PROVIDED ENTRIES below:

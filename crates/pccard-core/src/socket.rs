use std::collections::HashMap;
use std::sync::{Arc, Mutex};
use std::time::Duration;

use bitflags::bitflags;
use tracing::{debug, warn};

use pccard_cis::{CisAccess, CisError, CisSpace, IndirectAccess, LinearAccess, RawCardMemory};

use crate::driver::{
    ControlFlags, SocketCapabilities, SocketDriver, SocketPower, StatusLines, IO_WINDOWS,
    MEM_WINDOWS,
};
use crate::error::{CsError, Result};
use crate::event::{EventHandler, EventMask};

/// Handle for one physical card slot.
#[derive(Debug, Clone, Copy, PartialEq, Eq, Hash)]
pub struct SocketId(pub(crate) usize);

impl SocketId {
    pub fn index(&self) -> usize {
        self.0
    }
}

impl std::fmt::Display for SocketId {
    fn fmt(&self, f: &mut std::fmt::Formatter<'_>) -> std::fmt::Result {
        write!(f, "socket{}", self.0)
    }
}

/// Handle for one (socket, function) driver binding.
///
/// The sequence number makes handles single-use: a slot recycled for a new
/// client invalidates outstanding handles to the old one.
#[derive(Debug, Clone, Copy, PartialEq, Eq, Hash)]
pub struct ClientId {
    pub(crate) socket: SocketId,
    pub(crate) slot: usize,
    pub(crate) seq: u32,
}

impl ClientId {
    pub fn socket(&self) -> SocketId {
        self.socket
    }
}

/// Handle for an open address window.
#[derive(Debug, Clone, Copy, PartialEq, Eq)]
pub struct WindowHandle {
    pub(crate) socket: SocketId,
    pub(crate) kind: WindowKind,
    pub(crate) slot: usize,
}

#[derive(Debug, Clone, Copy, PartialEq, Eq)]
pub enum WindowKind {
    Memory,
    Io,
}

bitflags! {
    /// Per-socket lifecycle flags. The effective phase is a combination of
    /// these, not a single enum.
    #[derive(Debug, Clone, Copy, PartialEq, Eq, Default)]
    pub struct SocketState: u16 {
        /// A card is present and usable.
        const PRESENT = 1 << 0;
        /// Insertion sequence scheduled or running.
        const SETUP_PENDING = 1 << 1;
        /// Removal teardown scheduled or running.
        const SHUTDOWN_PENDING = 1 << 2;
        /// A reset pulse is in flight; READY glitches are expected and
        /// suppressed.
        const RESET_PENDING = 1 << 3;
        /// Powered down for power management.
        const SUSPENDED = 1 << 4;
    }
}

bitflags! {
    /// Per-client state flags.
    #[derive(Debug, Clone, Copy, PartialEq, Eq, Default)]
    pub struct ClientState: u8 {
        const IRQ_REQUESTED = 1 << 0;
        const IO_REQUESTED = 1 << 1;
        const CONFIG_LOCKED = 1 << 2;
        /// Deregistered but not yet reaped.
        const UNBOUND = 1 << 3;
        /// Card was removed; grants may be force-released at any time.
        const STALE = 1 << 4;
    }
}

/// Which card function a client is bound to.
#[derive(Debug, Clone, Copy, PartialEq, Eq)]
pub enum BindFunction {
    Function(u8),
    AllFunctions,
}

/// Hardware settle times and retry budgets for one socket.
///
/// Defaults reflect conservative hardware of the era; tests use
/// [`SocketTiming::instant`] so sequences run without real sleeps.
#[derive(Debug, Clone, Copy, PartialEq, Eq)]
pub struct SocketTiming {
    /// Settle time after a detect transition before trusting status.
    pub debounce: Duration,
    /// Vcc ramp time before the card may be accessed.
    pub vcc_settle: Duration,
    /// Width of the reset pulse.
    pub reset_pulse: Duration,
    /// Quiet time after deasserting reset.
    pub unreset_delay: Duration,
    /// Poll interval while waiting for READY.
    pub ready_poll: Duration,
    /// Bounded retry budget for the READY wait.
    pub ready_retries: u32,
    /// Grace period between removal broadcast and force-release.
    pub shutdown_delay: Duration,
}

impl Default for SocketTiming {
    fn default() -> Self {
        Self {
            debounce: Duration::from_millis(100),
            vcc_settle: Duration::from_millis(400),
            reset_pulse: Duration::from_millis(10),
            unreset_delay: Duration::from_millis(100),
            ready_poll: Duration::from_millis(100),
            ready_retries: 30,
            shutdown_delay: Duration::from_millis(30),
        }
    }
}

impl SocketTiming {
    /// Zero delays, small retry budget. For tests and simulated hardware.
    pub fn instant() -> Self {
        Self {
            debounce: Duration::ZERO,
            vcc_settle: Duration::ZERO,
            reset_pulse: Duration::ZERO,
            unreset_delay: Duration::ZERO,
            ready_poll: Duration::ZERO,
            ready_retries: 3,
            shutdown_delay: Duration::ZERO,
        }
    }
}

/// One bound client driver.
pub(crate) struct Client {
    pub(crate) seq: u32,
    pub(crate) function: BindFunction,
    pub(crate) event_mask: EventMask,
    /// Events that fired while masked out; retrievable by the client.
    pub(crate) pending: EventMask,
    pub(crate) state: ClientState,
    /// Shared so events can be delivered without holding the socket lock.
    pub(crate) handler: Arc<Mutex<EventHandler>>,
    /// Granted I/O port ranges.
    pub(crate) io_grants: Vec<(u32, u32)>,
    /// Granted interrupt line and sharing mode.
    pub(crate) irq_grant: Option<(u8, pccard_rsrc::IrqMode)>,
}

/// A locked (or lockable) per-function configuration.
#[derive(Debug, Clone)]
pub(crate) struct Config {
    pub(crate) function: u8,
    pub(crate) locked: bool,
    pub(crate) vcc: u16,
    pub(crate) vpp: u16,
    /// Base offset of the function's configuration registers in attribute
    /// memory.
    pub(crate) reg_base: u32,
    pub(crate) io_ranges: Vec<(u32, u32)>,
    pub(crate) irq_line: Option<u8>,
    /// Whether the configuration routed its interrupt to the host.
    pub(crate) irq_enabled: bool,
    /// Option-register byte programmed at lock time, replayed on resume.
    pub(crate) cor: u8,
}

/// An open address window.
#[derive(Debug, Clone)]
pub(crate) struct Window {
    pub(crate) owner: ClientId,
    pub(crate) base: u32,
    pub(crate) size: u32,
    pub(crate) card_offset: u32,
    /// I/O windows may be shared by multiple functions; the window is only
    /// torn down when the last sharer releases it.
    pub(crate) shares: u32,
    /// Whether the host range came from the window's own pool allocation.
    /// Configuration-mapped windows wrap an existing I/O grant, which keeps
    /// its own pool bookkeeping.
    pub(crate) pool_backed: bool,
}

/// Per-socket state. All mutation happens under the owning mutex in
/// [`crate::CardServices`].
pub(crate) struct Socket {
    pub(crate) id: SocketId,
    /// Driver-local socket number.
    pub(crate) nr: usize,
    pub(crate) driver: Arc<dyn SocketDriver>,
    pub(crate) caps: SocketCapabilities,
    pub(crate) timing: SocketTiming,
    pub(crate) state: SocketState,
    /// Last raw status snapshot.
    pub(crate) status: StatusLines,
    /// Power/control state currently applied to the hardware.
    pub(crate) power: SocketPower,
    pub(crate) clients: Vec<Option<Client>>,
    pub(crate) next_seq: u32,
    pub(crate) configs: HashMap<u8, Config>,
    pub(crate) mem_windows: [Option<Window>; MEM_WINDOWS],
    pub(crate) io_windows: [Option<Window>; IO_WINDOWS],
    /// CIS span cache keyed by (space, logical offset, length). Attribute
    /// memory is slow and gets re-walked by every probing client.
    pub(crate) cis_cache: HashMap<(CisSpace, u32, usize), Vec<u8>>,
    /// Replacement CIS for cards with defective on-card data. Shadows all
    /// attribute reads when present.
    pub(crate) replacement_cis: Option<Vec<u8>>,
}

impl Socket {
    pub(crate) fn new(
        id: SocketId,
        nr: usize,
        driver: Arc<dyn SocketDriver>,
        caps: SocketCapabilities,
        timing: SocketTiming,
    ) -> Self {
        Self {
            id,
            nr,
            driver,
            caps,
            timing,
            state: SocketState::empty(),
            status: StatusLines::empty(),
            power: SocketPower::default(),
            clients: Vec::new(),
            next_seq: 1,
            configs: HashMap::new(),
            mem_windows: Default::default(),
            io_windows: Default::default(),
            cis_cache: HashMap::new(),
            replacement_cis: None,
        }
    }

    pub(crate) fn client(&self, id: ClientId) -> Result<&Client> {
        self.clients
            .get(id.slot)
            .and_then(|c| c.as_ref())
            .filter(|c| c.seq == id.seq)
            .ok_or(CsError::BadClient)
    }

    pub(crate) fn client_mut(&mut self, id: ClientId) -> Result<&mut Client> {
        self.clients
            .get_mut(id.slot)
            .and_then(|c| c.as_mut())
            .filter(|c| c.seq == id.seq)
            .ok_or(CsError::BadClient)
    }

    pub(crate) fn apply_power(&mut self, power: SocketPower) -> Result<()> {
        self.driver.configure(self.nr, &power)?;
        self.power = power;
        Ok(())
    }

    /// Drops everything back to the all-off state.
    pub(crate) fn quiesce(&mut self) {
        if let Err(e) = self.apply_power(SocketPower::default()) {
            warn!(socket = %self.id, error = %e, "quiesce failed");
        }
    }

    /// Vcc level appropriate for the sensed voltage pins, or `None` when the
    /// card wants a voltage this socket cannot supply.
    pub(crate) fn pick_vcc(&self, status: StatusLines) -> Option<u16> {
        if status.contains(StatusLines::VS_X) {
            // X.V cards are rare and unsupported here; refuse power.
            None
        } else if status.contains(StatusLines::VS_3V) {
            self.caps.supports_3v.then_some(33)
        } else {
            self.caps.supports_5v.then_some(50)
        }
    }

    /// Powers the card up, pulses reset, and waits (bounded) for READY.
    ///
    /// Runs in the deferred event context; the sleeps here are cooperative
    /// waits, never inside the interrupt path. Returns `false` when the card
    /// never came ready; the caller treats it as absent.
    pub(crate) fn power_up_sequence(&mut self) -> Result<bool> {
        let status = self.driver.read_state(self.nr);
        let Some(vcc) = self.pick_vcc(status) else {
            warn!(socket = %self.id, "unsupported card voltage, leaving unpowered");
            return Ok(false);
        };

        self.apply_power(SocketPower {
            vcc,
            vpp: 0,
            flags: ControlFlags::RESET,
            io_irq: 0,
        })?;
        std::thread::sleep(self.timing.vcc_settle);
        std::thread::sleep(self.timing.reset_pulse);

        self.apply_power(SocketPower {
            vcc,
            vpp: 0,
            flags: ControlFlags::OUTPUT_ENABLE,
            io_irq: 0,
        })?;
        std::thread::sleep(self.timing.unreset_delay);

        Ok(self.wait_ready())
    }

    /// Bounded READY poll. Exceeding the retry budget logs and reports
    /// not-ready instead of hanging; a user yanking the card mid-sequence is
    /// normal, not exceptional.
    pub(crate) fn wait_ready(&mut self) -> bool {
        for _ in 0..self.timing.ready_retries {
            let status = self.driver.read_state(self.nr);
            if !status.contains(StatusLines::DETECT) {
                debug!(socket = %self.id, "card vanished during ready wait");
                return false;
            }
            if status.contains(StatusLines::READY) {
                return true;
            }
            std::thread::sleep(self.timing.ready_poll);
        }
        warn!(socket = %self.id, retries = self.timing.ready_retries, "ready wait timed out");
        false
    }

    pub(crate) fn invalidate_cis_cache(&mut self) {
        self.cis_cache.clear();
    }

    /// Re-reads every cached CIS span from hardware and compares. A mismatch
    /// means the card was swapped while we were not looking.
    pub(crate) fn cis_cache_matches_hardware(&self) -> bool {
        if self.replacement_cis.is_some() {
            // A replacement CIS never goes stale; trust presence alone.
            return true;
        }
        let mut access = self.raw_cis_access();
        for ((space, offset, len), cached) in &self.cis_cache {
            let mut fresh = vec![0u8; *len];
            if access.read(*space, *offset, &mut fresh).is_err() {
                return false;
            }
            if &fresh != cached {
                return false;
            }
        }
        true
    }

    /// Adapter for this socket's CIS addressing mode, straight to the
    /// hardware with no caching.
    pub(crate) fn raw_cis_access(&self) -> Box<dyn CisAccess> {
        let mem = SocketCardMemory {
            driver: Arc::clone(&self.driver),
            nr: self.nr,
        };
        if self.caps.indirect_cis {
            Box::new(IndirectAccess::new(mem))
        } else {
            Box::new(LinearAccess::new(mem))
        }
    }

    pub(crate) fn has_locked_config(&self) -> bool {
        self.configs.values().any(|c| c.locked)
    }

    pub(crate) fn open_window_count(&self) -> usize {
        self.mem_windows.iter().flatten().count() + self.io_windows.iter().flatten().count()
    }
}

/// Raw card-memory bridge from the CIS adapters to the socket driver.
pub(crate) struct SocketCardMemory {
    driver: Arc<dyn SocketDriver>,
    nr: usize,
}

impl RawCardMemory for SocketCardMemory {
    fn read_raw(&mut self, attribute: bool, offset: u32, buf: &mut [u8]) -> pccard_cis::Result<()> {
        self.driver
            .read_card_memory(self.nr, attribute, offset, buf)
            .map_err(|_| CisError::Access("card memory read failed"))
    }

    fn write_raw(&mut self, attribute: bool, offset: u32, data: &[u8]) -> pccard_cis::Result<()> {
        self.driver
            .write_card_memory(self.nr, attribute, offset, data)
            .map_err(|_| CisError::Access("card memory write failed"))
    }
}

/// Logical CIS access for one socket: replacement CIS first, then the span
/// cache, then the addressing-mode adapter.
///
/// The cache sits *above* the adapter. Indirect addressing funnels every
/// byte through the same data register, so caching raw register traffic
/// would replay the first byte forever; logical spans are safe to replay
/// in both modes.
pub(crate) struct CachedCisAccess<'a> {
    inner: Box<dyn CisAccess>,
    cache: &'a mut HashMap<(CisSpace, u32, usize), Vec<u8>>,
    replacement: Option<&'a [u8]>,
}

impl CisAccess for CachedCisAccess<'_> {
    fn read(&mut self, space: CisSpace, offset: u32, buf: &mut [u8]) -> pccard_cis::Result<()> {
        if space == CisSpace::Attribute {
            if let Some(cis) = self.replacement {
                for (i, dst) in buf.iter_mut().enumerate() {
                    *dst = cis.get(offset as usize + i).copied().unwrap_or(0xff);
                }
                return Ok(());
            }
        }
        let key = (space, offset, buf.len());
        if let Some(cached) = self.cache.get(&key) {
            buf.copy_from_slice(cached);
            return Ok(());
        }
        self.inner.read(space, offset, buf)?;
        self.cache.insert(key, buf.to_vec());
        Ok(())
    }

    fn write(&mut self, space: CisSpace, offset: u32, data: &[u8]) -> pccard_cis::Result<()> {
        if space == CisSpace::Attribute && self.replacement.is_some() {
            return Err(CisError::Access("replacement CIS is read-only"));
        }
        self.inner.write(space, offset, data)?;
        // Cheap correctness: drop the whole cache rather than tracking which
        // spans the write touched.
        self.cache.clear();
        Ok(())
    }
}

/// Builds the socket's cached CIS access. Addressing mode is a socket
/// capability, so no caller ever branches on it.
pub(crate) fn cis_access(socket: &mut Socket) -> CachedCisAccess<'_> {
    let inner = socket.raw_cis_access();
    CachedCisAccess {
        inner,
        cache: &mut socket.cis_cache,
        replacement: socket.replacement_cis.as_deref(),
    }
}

End of PROVIDED ENTRIES.

## WHAT TO PRODUCE
Look above for the line with "a combination of" and the line with "const SETUP_PENDING = 1 << 1;". Retype those two lines and every line between them exactly, adding nothing.

## SOLUTION TO THE PROBLEM
    /// Per-socket lifecycle flags. The effective phase is a combination of
    /// these, not a single enum.
    #[derive(Debug, Clone, Copy, PartialEq, Eq, Default)]
    pub struct SocketState: u16 {
        /// A card is present and usable.
        const PRESENT = 1 << 0;
        /// Insertion sequence scheduled or running.
        const SETUP_PENDING = 1 << 1;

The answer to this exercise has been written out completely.